Picture of a cranky cat

The taxonomy of many species changes every year, as biologists find new and related species and change their name or relation between one another. But are all cats from the same species?

We’re answering this question in this post, along with other curiosities such as where our house cats historically come from, what their closest feline relatives are, and more.

Are all cats the same species?

The Felidae family, which the common house cat is a member of, can be split up into three genera:

  • Acinonyx (Cheetahs, cougars, etc)
  • Felis (small cats, including today’s house cat)
  • Panthera (cats that roar, such as lions, leopards, jaguars, tigers, and more)

This classification has yet to be changed as there have been scientists according to whom it would be more correct to create eight genera based on the physical features of the cats included in the family.

But to give a short answer to the question, yes, all house cats are from the same species. The scientific name of the house cat is Felis catus.

Which one of these species are house cats related to?

As small and cute as your feline friend might look, the truth is that she is closely related to other obligate carnivores, meaning large predators such as tigers.

However, one of the closest relatives of our cats nowadays is the wildcat, whose scientific name is Felis silvestris. It’s known as the European wildcat, and it tends to live in forests and in the mountains.

Felis silvestris is more common in areas such as Turkey and the Caucasus, but it can still sometimes be seen in Scotland, even nowadays. Unfortunately, it is no longer present in other parts of the United Kingdom, such as Wales or England.

How did the Felis catus genus evolve over time?

As you can expect, our feline buddies didn’t always look the same, and they weren’t always domesticated. It’s true that due to their smart nature, they seemed to understand that they had a higher chance of finding food around areas that humans had occupied, so being friendly and sticking around paid off quite well.

Although fossils of humans and cats were found in the same places even from prehistoric times, the first documentation of the domestication of Felis catus is from about 3,600 years ago, in Ancient Egypt.

However, the cats that were discovered in many tombs along with their owners were part of the Felis silvestris lybica genus, so they weren’t completely domesticated at that time. Cohabitation with humans led to the existence of what we now call the modern house cat.

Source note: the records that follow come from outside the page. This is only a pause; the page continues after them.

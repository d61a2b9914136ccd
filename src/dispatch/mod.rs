//! Savings dispatch

pub mod ledger;
pub mod pipeline;
pub mod stats;

pub use ledger::{Claim, DispatchLedger, DispatchRecord, DispatchStatus, TransferKey};
pub use pipeline::{EventReport, PipelineSettings, SavingsPipeline, SkipReason, TransferOutcome};
pub use stats::{DispatchStats, StatsRecorder, StatsView};
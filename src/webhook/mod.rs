//! Inbound transfer webhooks

pub mod payload;
pub mod signature;

pub use payload::{Erc20Transfer, StreamEvent};
pub use signature::{sign, verify, SIGNATURE_HEADER};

One of the oldest records of domestication is said to be a tomb that was found in Cyprus and that apparently originates from some 9,500 years ago – so it seems that not only the Egyptians appreciated this lovely species.

What about house cats? What origin do they have?

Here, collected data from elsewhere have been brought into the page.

//! In-memory `SavingsChain` for tests

use crate::chain::client::{SavingsChain, SavingsConfig};
use crate::error::{RelayError, RelayResult};
use alloy::primitives::{keccak256, Address, B256, U256};
use async_trait::async_trait;
use std::collections::HashMap;
use std::sync::Mutex;

#[derive(Default)]
struct MockState {
    configs: HashMap<(Address, Address), SavingsConfig>,
    allowances: HashMap<(Address, Address), U256>,
    balances: HashMap<(Address, Address), U256>,
    submitted: Vec<(Address, Address, U256)>,
    fail_submit: bool,
    confirm_failure: Option<ConfirmFailure>,
}

/// How `confirm_savings` should fail
#[derive(Debug, Clone, Copy)]
pub enum ConfirmFailure {
    /// Receipt never arrives; the sweep may or may not land
    Timeout,
    Revert,
}

pub struct MockChain {
    relayer: Address,
    contract: Address,
    state: Mutex<MockState>,
}

impl MockChain {
    pub fn new(relayer: Address, contract: Address) -> Self {
        Self {
            relayer,
            contract,
            state: Mutex::new(MockState::default()),
        }
    }

    pub fn set_config(&self, user: Address, token: Address, config: SavingsConfig) {
        self.state.lock().unwrap().configs.insert((user, token), config);
    }

    pub fn set_allowance(&self, user: Address, token: Address, amount: U256) {
        self.state.lock().unwrap().allowances.insert((user, token), amount);
    }

    pub fn set_balance(&self, user: Address, token: Address, amount: U256) {
        self.state.lock().unwrap().balances.insert((user, token), amount);
    }

    pub fn fail_submissions(&self, fail: bool) {
        self.state.lock().unwrap().fail_submit = fail;
    }

    pub fn fail_confirmations(&self, failure: Option<ConfirmFailure>) {
        self.state.lock().unwrap().confirm_failure = failure;
    }

    pub fn submitted(&self) -> Vec<(Address, Address, U256)> {
        self.state.lock().unwrap().submitted.clone()
    }
}

#[async_trait]
impl SavingsChain for MockChain {
    fn relayer_address(&self) -> Address {
        self.relayer
    }

    fn savings_contract(&self) -> Address {
        self.contract
    }

    async fn savings_config(&self, user: Address, token: Address) -> RelayResult<SavingsConfig> {
        Ok(self
            .state
            .lock()
            .unwrap()
            .configs
            .get(&(user, token))
            .cloned()
            .unwrap_or(SavingsConfig {
                to_address: Address::ZERO,
                delegate: Address::ZERO,
                round_up: U256::ZERO,
                active: false,
                deposit_yield: false,
            }))
    }

    async fn allowance(&self, token: Address, owner: Address, spender: Address) -> RelayResult<U256> {
        assert_eq!(spender, self.contract);
        Ok(self
            .state
            .lock()
            .unwrap()
            .allowances
            .get(&(owner, token))
            .copied()
            .unwrap_or_default())
    }

    async fn balance_of(&self, token: Address, owner: Address) -> RelayResult<U256> {
        Ok(self
            .state
            .lock()
            .unwrap()
            .balances
            .get(&(owner, token))
            .copied()
            .unwrap_or_default())
    }

    async fn broadcast_savings(&self, user: Address, token: Address, amount: U256) -> RelayResult<B256> {
        let mut state = self.state.lock().unwrap();
        if state.fail_submit {
            return Err(RelayError::Chain("nonce too low".to_string()));
        }
        state.submitted.push((user, token, amount));
        let n = state.submitted.len() as u64;
        Ok(keccak256(n.to_be_bytes()))
    }

    async fn confirm_savings(&self, tx_hash: B256) -> RelayResult<()> {
        match self.state.lock().unwrap().confirm_failure {
            None => Ok(()),
            Some(ConfirmFailure::Timeout) => Err(RelayError::Chain("receipt poll timed out".to_string())),
            Some(ConfirmFailure::Revert) => Err(RelayError::Reverted(tx_hash.to_string())),
        }
    }
}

From a genetic standpoint, modern house cats’ DNA is practically the same as that of the Felis silvestris lybica, so their so-called parents are the cats that Egyptians used to own.

There are many small cats whose DNA resembles or is identical to that of the European wildcat and also to other genera present in Southern Africa or Central Asia.

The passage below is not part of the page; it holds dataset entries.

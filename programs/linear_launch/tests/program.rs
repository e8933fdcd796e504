//! Drives the compiled instruction handlers through a local bank: account
//! constraints, CPIs into the token and system programs, return data and
//! error codes as a client would see them.

use anchor_lang::prelude::*;
use anchor_lang::solana_program::entrypoint::ProgramResult;
use anchor_lang::solana_program::program_pack::Pack;
use anchor_lang::solana_program::{instruction::Instruction, system_instruction};
use anchor_lang::{AccountDeserialize, InstructionData, ToAccountMetas};
use anchor_spl::associated_token::{
    get_associated_token_address, spl_associated_token_account::instruction::create_associated_token_account,
};
use anchor_spl::token::spl_token;
use linear_launch::constants::{LAUNCH_AUTHORITY_SEED, LAUNCH_STATE_SEED, VAULT_SOL_SEED};
use linear_launch::curve::TradeQuote;
use linear_launch::errors::LaunchError;
use linear_launch::state::{Launch, LaunchParams};
use solana_program_test::{processor, ProgramTest, ProgramTestContext};
use solana_sdk::{
    instruction::InstructionError,
    signature::{Keypair, Signer},
    transaction::{Transaction, TransactionError},
};

const DECIMALS: u8 = 9;
const ONE_UNIT: u64 = 1_000_000_000;
const LAMPORTS_PER_SOL: u64 = 1_000_000_000;

fn process_instruction<'a, 'b, 'c, 'd>(
    program_id: &'a Pubkey,
    accounts: &'b [AccountInfo<'c>],
    data: &'d [u8],
) -> ProgramResult {
    // the generated entrypoint ties the slice and account lifetimes together
    let accounts = Box::leak(Box::new(accounts.to_vec()));
    linear_launch::entry(program_id, accounts, data)
}

async fn start() -> ProgramTestContext {
    let mut program_test = ProgramTest::new("linear_launch", linear_launch::ID, processor!(process_instruction));
    program_test.prefer_bpf(false);
    program_test.start_with_context().await
}

fn params() -> LaunchParams {
    LaunchParams {
        base_price: 1_000_000,
        slope: 100_000,
        fee_bps: 300,
        creator_fee_bps: 100,
        graduation_target: 1_000 * LAMPORTS_PER_SOL,
        initial_supply: 1_000,
    }
}

async fn send(
    ctx: &mut ProgramTestContext,
    instructions: &[Instruction],
    signers: &[&Keypair],
) -> std::result::Result<(), TransactionError> {
    let blockhash = ctx.get_new_latest_blockhash().await.unwrap();
    let mut all_signers: Vec<&Keypair> = vec![&ctx.payer];
    all_signers.extend_from_slice(signers);
    let tx = Transaction::new_signed_with_payer(instructions, Some(&ctx.payer.pubkey()), &all_signers, blockhash);
    ctx.banks_client.process_transaction(tx).await.map_err(|e| e.unwrap())
}

fn launch_error(err: LaunchError) -> TransactionError {
    TransactionError::InstructionError(
        0,
        InstructionError::Custom(anchor_lang::error::ERROR_CODE_OFFSET + err as u32),
    )
}

async fn lamports(ctx: &mut ProgramTestContext, key: Pubkey) -> u64 {
    ctx.banks_client.get_balance(key).await.unwrap()
}

async fn token_balance(ctx: &mut ProgramTestContext, key: Pubkey) -> u64 {
    let account = ctx.banks_client.get_account(key).await.unwrap().unwrap();
    spl_token::state::Account::unpack(&account.data).unwrap().amount
}

async fn fetch_launch(ctx: &mut ProgramTestContext, key: Pubkey) -> Launch {
    let account = ctx.banks_client.get_account(key).await.unwrap().unwrap();
    Launch::try_deserialize(&mut account.data.as_slice()).unwrap()
}

async fn fund(ctx: &mut ProgramTestContext, to: Pubkey, amount: u64) {
    let ix = system_instruction::transfer(&ctx.payer.pubkey(), &to, amount);
    send(ctx, &[ix], &[]).await.unwrap();
}

/// Addresses of one launch, derived from its mint.
struct Fixture {
    mint: Pubkey,
    launch: Pubkey,
    launch_authority: Pubkey,
    vault_sol: Pubkey,
    vault_token: Pubkey,
    creator: Pubkey,
    platform: Pubkey,
}

impl Fixture {
    /// Creates a mint and funds the authority's vault with `supply` whole units.
    async fn new(ctx: &mut ProgramTestContext, supply: u64) -> Self {
        let mint = Keypair::new();
        let payer = ctx.payer.pubkey();
        let (launch_authority, _) =
            Pubkey::find_program_address(&[LAUNCH_AUTHORITY_SEED, mint.pubkey().as_ref()], &linear_launch::ID);
        let (launch, _) = Pubkey::find_program_address(&[LAUNCH_STATE_SEED, mint.pubkey().as_ref()], &linear_launch::ID);
        let (vault_sol, _) = Pubkey::find_program_address(&[VAULT_SOL_SEED, mint.pubkey().as_ref()], &linear_launch::ID);
        let vault_token = get_associated_token_address(&launch_authority, &mint.pubkey());

        let rent = ctx.banks_client.get_rent().await.unwrap();
        let instructions = [
            system_instruction::create_account(
                &payer,
                &mint.pubkey(),
                rent.minimum_balance(spl_token::state::Mint::LEN),
                spl_token::state::Mint::LEN as u64,
                &spl_token::ID,
            ),
            spl_token::instruction::initialize_mint(&spl_token::ID, &mint.pubkey(), &payer, None, DECIMALS).unwrap(),
            create_associated_token_account(&payer, &launch_authority, &mint.pubkey(), &spl_token::ID),
            spl_token::instruction::mint_to(&spl_token::ID, &mint.pubkey(), &vault_token, &payer, &[], supply * ONE_UNIT)
                .unwrap(),
        ];
        send(ctx, &instructions, &[&mint]).await.unwrap();

        // the creator never holds lamports of its own
        let platform = Keypair::new().pubkey();
        fund(ctx, platform, LAMPORTS_PER_SOL).await;

        Self {
            mint: mint.pubkey(),
            launch,
            launch_authority,
            vault_sol,
            vault_token,
            creator: Keypair::new().pubkey(),
            platform,
        }
    }

    fn initialize(&self, payer: Pubkey, params: LaunchParams) -> Instruction {
        Instruction {
            program_id: linear_launch::ID,
            accounts: linear_launch::accounts::InitializeLaunch {
                payer,
                creator: self.creator,
                platform_fee_recipient: self.platform,
                mint: self.mint,
                launch_authority: self.launch_authority,
                launch: self.launch,
                vault_sol: self.vault_sol,
                vault_token: self.vault_token,
                token_program: spl_token::ID,
                associated_token_program: anchor_spl::associated_token::ID,
                system_program: anchor_lang::system_program::ID,
            }
            .to_account_metas(None),
            data: linear_launch::instruction::InitializeLaunch { params }.data(),
        }
    }

    fn trade_accounts(&self, trader: Pubkey, vault_token: Pubkey) -> Vec<AccountMeta> {
        linear_launch::accounts::TradeLaunch {
            trader,
            mint: self.mint,
            launch: self.launch,
            vault_sol: self.vault_sol,
            launch_authority: self.launch_authority,
            vault_token,
            trader_token: get_associated_token_address(&trader, &self.mint),
            token_program: spl_token::ID,
            associated_token_program: anchor_spl::associated_token::ID,
            system_program: anchor_lang::system_program::ID,
        }
        .to_account_metas(None)
    }

    fn buy(&self, trader: Pubkey, units: u64, max_cost: u64) -> Instruction {
        Instruction {
            program_id: linear_launch::ID,
            accounts: self.trade_accounts(trader, self.vault_token),
            data: linear_launch::instruction::Buy { units, max_cost }.data(),
        }
    }

    fn sell(&self, trader: Pubkey, units: u64, min_payout: u64) -> Instruction {
        Instruction {
            program_id: linear_launch::ID,
            accounts: self.trade_accounts(trader, self.vault_token),
            data: linear_launch::instruction::Sell { units, min_payout }.data(),
        }
    }

    fn withdraw_fees(&self, caller: Pubkey, creator: Pubkey) -> Instruction {
        Instruction {
            program_id: linear_launch::ID,
            accounts: linear_launch::accounts::WithdrawFees {
                caller,
                launch: self.launch,
                vault_sol: self.vault_sol,
                creator,
                platform_fee_recipient: self.platform,
                system_program: anchor_lang::system_program::ID,
            }
            .to_account_metas(None),
            data: linear_launch::instruction::WithdrawFees {}.data(),
        }
    }

    async fn quote(&self, ctx: &mut ProgramTestContext, data: Vec<u8>) -> TradeQuote {
        let ix = Instruction {
            program_id: linear_launch::ID,
            accounts: linear_launch::accounts::QuoteLaunch { launch: self.launch }.to_account_metas(None),
            data,
        };
        let blockhash = ctx.get_new_latest_blockhash().await.unwrap();
        let tx = Transaction::new_signed_with_payer(&[ix], Some(&ctx.payer.pubkey()), &[&ctx.payer], blockhash);
        let simulation = ctx.banks_client.simulate_transaction(tx).await.unwrap();
        assert!(matches!(simulation.result, Some(Ok(()))));

        let mut bytes = simulation.simulation_details.unwrap().return_data.unwrap().data;
        // the runtime trims trailing zero bytes from return data
        bytes.resize(5 * std::mem::size_of::<u64>(), 0);
        TradeQuote::try_from_slice(&bytes).unwrap()
    }

    async fn quote_buy(&self, ctx: &mut ProgramTestContext, units: u64) -> TradeQuote {
        self.quote(ctx, linear_launch::instruction::QuoteBuy { units }.data()).await
    }

    async fn quote_sell(&self, ctx: &mut ProgramTestContext, units: u64) -> TradeQuote {
        self.quote(ctx, linear_launch::instruction::QuoteSell { units }.data()).await
    }
}

#[tokio::test]
async fn launch_trade_and_withdraw_through_the_program() {
    let mut ctx = start().await;
    let fx = Fixture::new(&mut ctx, 1_000).await;
    let payer = ctx.payer.pubkey();
    let floor = ctx.banks_client.get_rent().await.unwrap().minimum_balance(0);

    send(&mut ctx, &[fx.initialize(payer, params())], &[]).await.unwrap();
    assert_eq!(lamports(&mut ctx, fx.vault_sol).await, floor);

    let buyer = Keypair::new();
    fund(&mut ctx, buyer.pubkey(), 10 * LAMPORTS_PER_SOL).await;

    let quote = fx.quote_buy(&mut ctx, 20).await;
    assert_eq!(quote.gross, 39_000_000);
    assert_eq!(quote.platform_fee, 1_170_000);
    assert_eq!(quote.creator_fee, 390_000);

    send(&mut ctx, &[fx.buy(buyer.pubkey(), 20, quote.gross)], &[&buyer]).await.unwrap();
    let buyer_token = get_associated_token_address(&buyer.pubkey(), &fx.mint);
    assert_eq!(token_balance(&mut ctx, buyer_token).await, 20 * ONE_UNIT);
    assert_eq!(lamports(&mut ctx, fx.vault_sol).await, floor + 39_000_000);

    let quote = fx.quote_sell(&mut ctx, 5).await;
    assert_eq!(quote.gross, 13_500_000);
    assert_eq!(quote.net, 12_960_000);

    let before = lamports(&mut ctx, buyer.pubkey()).await;
    send(&mut ctx, &[fx.sell(buyer.pubkey(), 5, quote.net)], &[&buyer]).await.unwrap();
    assert_eq!(lamports(&mut ctx, buyer.pubkey()).await, before + quote.net);
    assert_eq!(token_balance(&mut ctx, buyer_token).await, 15 * ONE_UNIT);

    let launch = fetch_launch(&mut ctx, fx.launch).await;
    assert_eq!(launch.tokens_sold, 15);
    assert_eq!(launch.platform_fee_accrued, 1_575_000);
    assert_eq!(launch.creator_fee_accrued, 525_000);
    assert_eq!(
        lamports(&mut ctx, fx.vault_sol).await,
        floor + launch.reserves + launch.platform_fee_accrued + launch.creator_fee_accrued
    );

    // creator's share is below the rent-exempt minimum of an empty account
    assert!(launch.creator_fee_accrued < floor);
    let platform_before = lamports(&mut ctx, fx.platform).await;
    send(&mut ctx, &[fx.withdraw_fees(payer, fx.creator)], &[]).await.unwrap();
    assert_eq!(lamports(&mut ctx, fx.platform).await, platform_before + 1_575_000);
    assert_eq!(lamports(&mut ctx, fx.creator).await, 0);

    let launch = fetch_launch(&mut ctx, fx.launch).await;
    assert_eq!(launch.platform_fee_accrued, 0);
    assert_eq!(launch.creator_fee_accrued, 525_000);

    let err = send(&mut ctx, &[fx.initialize(payer, params())], &[]).await.unwrap_err();
    assert_eq!(err, launch_error(LaunchError::AlreadyInitialized));
}

#[tokio::test]
async fn mismatched_accounts_are_rejected() {
    let mut ctx = start().await;
    let fx = Fixture::new(&mut ctx, 1_000).await;
    let payer = ctx.payer.pubkey();
    send(&mut ctx, &[fx.initialize(payer, params())], &[]).await.unwrap();

    let buyer = Keypair::new();
    fund(&mut ctx, buyer.pubkey(), 10 * LAMPORTS_PER_SOL).await;
    send(&mut ctx, &[fx.buy(buyer.pubkey(), 10, u64::MAX)], &[&buyer]).await.unwrap();

    let stranger = Keypair::new();
    fund(&mut ctx, stranger.pubkey(), LAMPORTS_PER_SOL).await;
    let err = send(&mut ctx, &[fx.sell(stranger.pubkey(), 1, 0)], &[&stranger]).await.unwrap_err();
    assert_eq!(err, launch_error(LaunchError::InsufficientTokenBalance));

    let buyer_token = get_associated_token_address(&buyer.pubkey(), &fx.mint);
    let wrong_vault = Instruction {
        program_id: linear_launch::ID,
        accounts: fx.trade_accounts(buyer.pubkey(), buyer_token),
        data: linear_launch::instruction::Buy { units: 1, max_cost: u64::MAX }.data(),
    };
    let err = send(&mut ctx, &[wrong_vault], &[&buyer]).await.unwrap_err();
    assert_eq!(err, launch_error(LaunchError::InvalidVault));

    let err = send(&mut ctx, &[fx.withdraw_fees(payer, fx.platform)], &[]).await.unwrap_err();
    assert_eq!(err, launch_error(LaunchError::InvalidCreator));
}

#[tokio::test]
async fn initialize_requires_the_supply_in_the_vault() {
    let mut ctx = start().await;
    let fx = Fixture::new(&mut ctx, 100).await;
    let payer = ctx.payer.pubkey();

    let err = send(&mut ctx, &[fx.initialize(payer, params())], &[]).await.unwrap_err();
    assert_eq!(err, launch_error(LaunchError::VaultUnderfunded));

    let launch = ctx.banks_client.get_account(fx.launch).await.unwrap();
    assert!(launch.is_none());
}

What’s fascinating about the primary ancestor of the modern house cat is that it didn’t become extinct, like the ancestors of so many other species that we know today. In fact, Felis silvestris lybica lives on and can be seen in some parts of Africa, but also in Western and Central Asia (from India to China).

house cats

Why is the appearance of house cats so diverse?

Every cat lover knows that cats can vary a lot in terms of weight, body build, height, and a lot of other such details that relate to their appearance.

It is practically impossible to compare a Maine Coon with a Munchkin, not that they would not be related to each other genetically, but they appear to be so unique that they don’t look like they are members of the same species.

Unfortunately, people weren’t historically intelligent enough to keep track of the changes that the house cat underwent, and the immense variety that we can see today in this species is also a result of unknown yet selective breeding.

Some cats were bred by their owners from ancient times, either because they were friendlier or because they were better hunters, so they could keep homes vermin-free easier.

It wasn’t until the end of the 19th century that people began breeding cats for their appearance alone, and we all know what happened next – many cat breeds became predisposed to certain genetically transmitted conditions since only their ‘design’ mattered when being bred, not their health.

Regardless of their appearance, all modern house cats are the same species.